1.1 PMDL MdlAddress : 设备执行直接I/O时,指向用户空间的内存描述表
1.2 ULONG Flags: 包含一些对驱动程序只读的标志。但这些标志与WDM驱动程序无关
1.3 AssociatedIrp.SystemBuffer : SystemBuffer指针指向一个数据缓冲区,该缓冲区位于内核模式的非分页内存中I/O管理器把用户模式程序发送给驱动程序的数据复制到这个缓冲区,这也是创建IRP过程的一部分。对于读请求,设备驱动程序把读出的数据填到这个缓冲区,然后I/O管理器再把缓冲区的内容复制到用户模式缓冲区。
1.4 IoStatus : 是一个结构体IO_STATUS_BLOCK, 这个结构体仅包含两个域,驱动程序在最终完成请求时设置这个结构。
IoStatus.Status : 将收到一个NTSTATUS代码。
IoStatus.Information 的类型为ULONG_PTR,它将收到一个信息值,该信息值的确切含义要取决于具体的IRP类型和请求完成的状态。Information域的一个公认用法是用于保存数据传输操作。某些PnP请求把这个域作为指向另外一个结构的指针,这个结构通常包含查询请求的结果。
1.5 RequestorMode将等于一个枚举常量UserMode或KernelMode,指定原始I/O请求的来源。驱动程序有时需要查看这个值来决定是否要信任某些参数。
1.6 PendingReturned(BOOLEAN)如果为TRUE,则表明处理该IRP的最低级派遣例程返回了STATUS_PENDING。完成例程通过参考该域来避免自己与派遣例程间的潜在竞争。

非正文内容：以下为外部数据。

//! Key and LED codes from the kernel's input-event-codes.h.

#![allow(non_camel_case_types, dead_code)]

use ::num_enum::{IntoPrimitive, TryFromPrimitive};

/// Symbolic key codes over the `KEY_*`/`BTN_*` space. Codes without a
/// variant fold to `KEY_RESERVED` via [`Key::from_code`].
#[derive(Copy, Clone, Debug, PartialEq, Eq, Hash, IntoPrimitive, TryFromPrimitive)]
#[repr(u16)]
pub enum Key {
    KEY_RESERVED = 0,
    KEY_ESC = 1,
    KEY_1 = 2,
    KEY_2 = 3,
    KEY_3 = 4,
    KEY_4 = 5,
    KEY_5 = 6,
    KEY_6 = 7,
    KEY_7 = 8,
    KEY_8 = 9,
    KEY_9 = 10,
    KEY_0 = 11,
    KEY_MINUS = 12,
    KEY_EQUAL = 13,
    KEY_BACKSPACE = 14,
    KEY_TAB = 15,
    KEY_Q = 16,
    KEY_W = 17,
    KEY_E = 18,
    KEY_R = 19,
    KEY_T = 20,
    KEY_Y = 21,
    KEY_U = 22,
    KEY_I = 23,
    KEY_O = 24,
    KEY_P = 25,
    KEY_LEFTBRACE = 26,
    KEY_RIGHTBRACE = 27,
    KEY_ENTER = 28,
    KEY_LEFTCTRL = 29,
    KEY_A = 30,
    KEY_S = 31,
    KEY_D = 32,
    KEY_F = 33,
    KEY_G = 34,
    KEY_H = 35,
    KEY_J = 36,
    KEY_K = 37,
    KEY_L = 38,
    KEY_SEMICOLON = 39,
    KEY_APOSTROPHE = 40,
    KEY_GRAVE = 41,
    KEY_LEFTSHIFT = 42,
    KEY_BACKSLASH = 43,
    KEY_Z = 44,
    KEY_X = 45,
    KEY_C = 46,
    KEY_V = 47,
    KEY_B = 48,
    KEY_N = 49,
    KEY_M = 50,
    KEY_COMMA = 51,
    KEY_DOT = 52,
    KEY_SLASH = 53,
    KEY_RIGHTSHIFT = 54,
    KEY_KPASTERISK = 55,
    KEY_LEFTALT = 56,
    KEY_SPACE = 57,
    KEY_CAPSLOCK = 58,
    KEY_F1 = 59,
    KEY_F2 = 60,
    KEY_F3 = 61,
    KEY_F4 = 62,
    KEY_F5 = 63,
    KEY_F6 = 64,
    KEY_F7 = 65,
    KEY_F8 = 66,
    KEY_F9 = 67,
    KEY_F10 = 68,
    KEY_NUMLOCK = 69,
    KEY_SCROLLLOCK = 70,
    KEY_KP7 = 71,
    KEY_KP8 = 72,
    KEY_KP9 = 73,
    KEY_KPMINUS = 74,
    KEY_KP4 = 75,
    KEY_KP5 = 76,
    KEY_KP6 = 77,
    KEY_KPPLUS = 78,
    KEY_KP1 = 79,
    KEY_KP2 = 80,
    KEY_KP3 = 81,
    KEY_KP0 = 82,
    KEY_KPDOT = 83,
    KEY_ZENKAKUHANKAKU = 85,
    KEY_102ND = 86,
    KEY_F11 = 87,
    KEY_F12 = 88,
    KEY_RO = 89,
    KEY_KATAKANA = 90,
    KEY_HIRAGANA = 91,
    KEY_HENKAN = 92,
    KEY_KATAKANAHIRAGANA = 93,
    KEY_MUHENKAN = 94,
    KEY_KPJPCOMMA = 95,
    KEY_KPENTER = 96,
    KEY_RIGHTCTRL = 97,
    KEY_KPSLASH = 98,
    KEY_SYSRQ = 99,
    KEY_RIGHTALT = 100,
    KEY_LINEFEED = 101,
    KEY_HOME = 102,
    KEY_UP = 103,
    KEY_PAGEUP = 104,
    KEY_LEFT = 105,
    KEY_RIGHT = 106,
    KEY_END = 107,
    KEY_DOWN = 108,
    KEY_PAGEDOWN = 109,
    KEY_INSERT = 110,
    KEY_DELETE = 111,
    KEY_MACRO = 112,
    KEY_MUTE = 113,
    KEY_VOLUMEDOWN = 114,
    KEY_VOLUMEUP = 115,
    KEY_POWER = 116,
    KEY_KPEQUAL = 117,
    KEY_KPPLUSMINUS = 118,
    KEY_PAUSE = 119,
    KEY_SCALE = 120,
    KEY_KPCOMMA = 121,
    KEY_HANGEUL = 122,
    KEY_HANJA = 123,
    KEY_YEN = 124,
    KEY_LEFTMETA = 125,
    KEY_RIGHTMETA = 126,
    KEY_COMPOSE = 127,
    KEY_STOP = 128,
    KEY_AGAIN = 129,
    KEY_PROPS = 130,
    KEY_UNDO = 131,
    KEY_FRONT = 132,
    KEY_COPY = 133,
    KEY_OPEN = 134,
    KEY_PASTE = 135,
    KEY_FIND = 136,
    KEY_CUT = 137,
    KEY_HELP = 138,
    KEY_MENU = 139,
    KEY_CALC = 140,
    KEY_SETUP = 141,
    KEY_SLEEP = 142,
    KEY_WAKEUP = 143,
    KEY_FILE = 144,
    KEY_SENDFILE = 145,
    KEY_DELETEFILE = 146,
    KEY_XFER = 147,
    KEY_PROG1 = 148,
    KEY_PROG2 = 149,
    KEY_WWW = 150,
    KEY_MSDOS = 151,
    KEY_COFFEE = 152,
    KEY_ROTATE_DISPLAY = 153,
    KEY_CYCLEWINDOWS = 154,
    KEY_MAIL = 155,
    KEY_BOOKMARKS = 156,
    KEY_COMPUTER = 157,
    KEY_BACK = 158,
    KEY_FORWARD = 159,
    KEY_CLOSECD = 160,
    KEY_EJECTCD = 161,
    KEY_EJECTCLOSECD = 162,
    KEY_NEXTSONG = 163,
    KEY_PLAYPAUSE = 164,
    KEY_PREVIOUSSONG = 165,
    KEY_STOPCD = 166,
    KEY_RECORD = 167,
    KEY_REWIND = 168,
    KEY_PHONE = 169,
    KEY_ISO = 170,
    KEY_CONFIG = 171,
    KEY_HOMEPAGE = 172,
    KEY_REFRESH = 173,
    KEY_EXIT = 174,
    KEY_MOVE = 175,
    KEY_EDIT = 176,
    KEY_SCROLLUP = 177,
    KEY_SCROLLDOWN = 178,
    KEY_KPLEFTPAREN = 179,
    KEY_KPRIGHTPAREN = 180,
    KEY_NEW = 181,
    KEY_REDO = 182,
    KEY_F13 = 183,
    KEY_F14 = 184,
    KEY_F15 = 185,
    KEY_F16 = 186,
    KEY_F17 = 187,
    KEY_F18 = 188,
    KEY_F19 = 189,
    KEY_F20 = 190,
    KEY_F21 = 191,
    KEY_F22 = 192,
    KEY_F23 = 193,
    KEY_F24 = 194,
    KEY_PLAYCD = 200,
    KEY_PAUSECD = 201,
    KEY_PROG3 = 202,
    KEY_PROG4 = 203,
    KEY_ALL_APPLICATIONS = 204,
    KEY_SUSPEND = 205,
    KEY_CLOSE = 206,
    KEY_PLAY = 207,
    KEY_FASTFORWARD = 208,
    KEY_BASSBOOST = 209,
    KEY_PRINT = 210,
    KEY_HP = 211,
    KEY_CAMERA = 212,
    KEY_SOUND = 213,
    KEY_QUESTION = 214,
    KEY_EMAIL = 215,
    KEY_CHAT = 216,
    KEY_SEARCH = 217,
    KEY_CONNECT = 218,
    KEY_FINANCE = 219,
    KEY_SPORT = 220,
    KEY_SHOP = 221,
    KEY_ALTERASE = 222,
    KEY_CANCEL = 223,
    KEY_BRIGHTNESSDOWN = 224,
    KEY_BRIGHTNESSUP = 225,
    KEY_MEDIA = 226,
    KEY_SWITCHVIDEOMODE = 227,
    KEY_KBDILLUMTOGGLE = 228,
    KEY_KBDILLUMDOWN = 229,
    KEY_KBDILLUMUP = 230,
    KEY_SEND = 231,
    KEY_REPLY = 232,
    KEY_FORWARDMAIL = 233,
    KEY_SAVE = 234,
    KEY_DOCUMENTS = 235,
    KEY_BATTERY = 236,
    KEY_BLUETOOTH = 237,
    KEY_WLAN = 238,
    KEY_UWB = 239,
    KEY_UNKNOWN = 240,
    KEY_VIDEO_NEXT = 241,
    KEY_VIDEO_PREV = 242,
    KEY_BRIGHTNESS_CYCLE = 243,
    KEY_BRIGHTNESS_AUTO = 244,
    KEY_DISPLAY_OFF = 245,
    KEY_WWAN = 246,
    KEY_RFKILL = 247,
    KEY_MICMUTE = 248,
    BTN_0 = 0x100,
    BTN_1 = 0x101,
    BTN_2 = 0x102,
    BTN_3 = 0x103,
    BTN_4 = 0x104,
    BTN_5 = 0x105,
    BTN_6 = 0x106,
    BTN_7 = 0x107,
    BTN_8 = 0x108,
    BTN_9 = 0x109,
    BTN_LEFT = 0x110,
    BTN_RIGHT = 0x111,
    BTN_MIDDLE = 0x112,
    BTN_SIDE = 0x113,
    BTN_EXTRA = 0x114,
    BTN_FORWARD = 0x115,
    BTN_BACK = 0x116,
    BTN_TASK = 0x117,
    BTN_TRIGGER = 0x120,
    BTN_THUMB = 0x121,
    BTN_THUMB2 = 0x122,
    BTN_TOP = 0x123,
    BTN_TOP2 = 0x124,
    BTN_PINKIE = 0x125,
    BTN_BASE = 0x126,
    BTN_BASE2 = 0x127,
    BTN_BASE3 = 0x128,
    BTN_BASE4 = 0x129,
    BTN_BASE5 = 0x12a,
    BTN_BASE6 = 0x12b,
    BTN_DEAD = 0x12f,
    BTN_SOUTH = 0x130,
    BTN_EAST = 0x131,
    BTN_C = 0x132,
    BTN_NORTH = 0x133,
    BTN_WEST = 0x134,
    BTN_Z = 0x135,
    BTN_TL = 0x136,
    BTN_TR = 0x137,
    BTN_TL2 = 0x138,
    BTN_TR2 = 0x139,
    BTN_SELECT = 0x13a,
    BTN_START = 0x13b,
    BTN_MODE = 0x13c,
    BTN_THUMBL = 0x13d,
    BTN_THUMBR = 0x13e,
    BTN_TOOL_PEN = 0x140,
    BTN_TOOL_RUBBER = 0x141,
    BTN_TOOL_BRUSH = 0x142,
    BTN_TOOL_PENCIL = 0x143,
    BTN_TOOL_AIRBRUSH = 0x144,
    BTN_TOOL_FINGER = 0x145,
    BTN_TOOL_MOUSE = 0x146,
    BTN_TOOL_LENS = 0x147,
    BTN_TOOL_QUINTTAP = 0x148,
    BTN_STYLUS3 = 0x149,
    BTN_TOUCH = 0x14a,
    BTN_STYLUS = 0x14b,
    BTN_STYLUS2 = 0x14c,
    BTN_TOOL_DOUBLETAP = 0x14d,
    BTN_TOOL_TRIPLETAP = 0x14e,
    BTN_TOOL_QUADTAP = 0x14f,
}

impl Key {
    /// The alphabetic keys, used to recognise keyboards during capability
    /// probing.
    pub const LETTERS: [Key; 26] = [
        Key::KEY_Q,
        Key::KEY_W,
        Key::KEY_E,
        Key::KEY_R,
        Key::KEY_T,
        Key::KEY_Y,
        Key::KEY_U,
        Key::KEY_I,
        Key::KEY_O,
        Key::KEY_P,
        Key::KEY_A,
        Key::KEY_S,
        Key::KEY_D,
        Key::KEY_F,
        Key::KEY_G,
        Key::KEY_H,
        Key::KEY_J,
        Key::KEY_K,
        Key::KEY_L,
        Key::KEY_Z,
        Key::KEY_X,
        Key::KEY_C,
        Key::KEY_V,
        Key::KEY_B,
        Key::KEY_N,
        Key::KEY_M,
    ];

    pub fn from_code(code: u16) -> Key {
        Key::try_from(code).unwrap_or(Key::KEY_RESERVED)
    }

    pub fn code(self) -> u16 {
        self.into()
    }
}

/// LED codes for `EV_LED` frames written back to the device.
#[derive(Copy, Clone, Debug, PartialEq, Eq, IntoPrimitive)]
#[repr(u16)]
pub enum Led {
    LED_NUML = 0x00,
    LED_CAPSL = 0x01,
    LED_SCROLLL = 0x02,
    LED_COMPOSE = 0x03,
    LED_KANA = 0x04,
    LED_SLEEP = 0x05,
    LED_SUSPEND = 0x06,
    LED_MUTE = 0x07,
    LED_MISC = 0x08,
    LED_MAIL = 0x09,
    LED_CHARGING = 0x0a,
}

#[cfg(test)]
mod tests {
    use super::*;

    #[test]
    fn code_round_trip() {
        assert_eq!(Key::from_code(30), Key::KEY_A);
        assert_eq!(Key::KEY_A.code(), 30);
        assert_eq!(Key::from_code(0x14a), Key::BTN_TOUCH);
    }

    #[test]
    fn unknown_codes_fold_to_reserved() {
        assert_eq!(Key::from_code(84), Key::KEY_RESERVED);
        assert_eq!(Key::from_code(0x2ff), Key::KEY_RESERVED);
    }
}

1.7 Cancel(BOOLEAN)如果为TRUE,则表明IoCancelIrp已被调用,该函数用于取消这个请求。如果为FALSE,则表明没有调用IoCancelIrp函数。取消IRP是一个相对复杂的主题,我将在本章的最后详细描述它。
1.8 CancelIrql(KIRQL)是一个IRQL值,表明那个专用的取消自旋锁是在这个IRQL上获取的。当你在取消例程中释放自旋锁时应参考这个域。
1.9 CancelRoutine(PDRIVER_CANCEL)是驱动程序取消例程的地址。你应该使用IoSetCancelRoutine函数设置这个域而不是直接修改该域。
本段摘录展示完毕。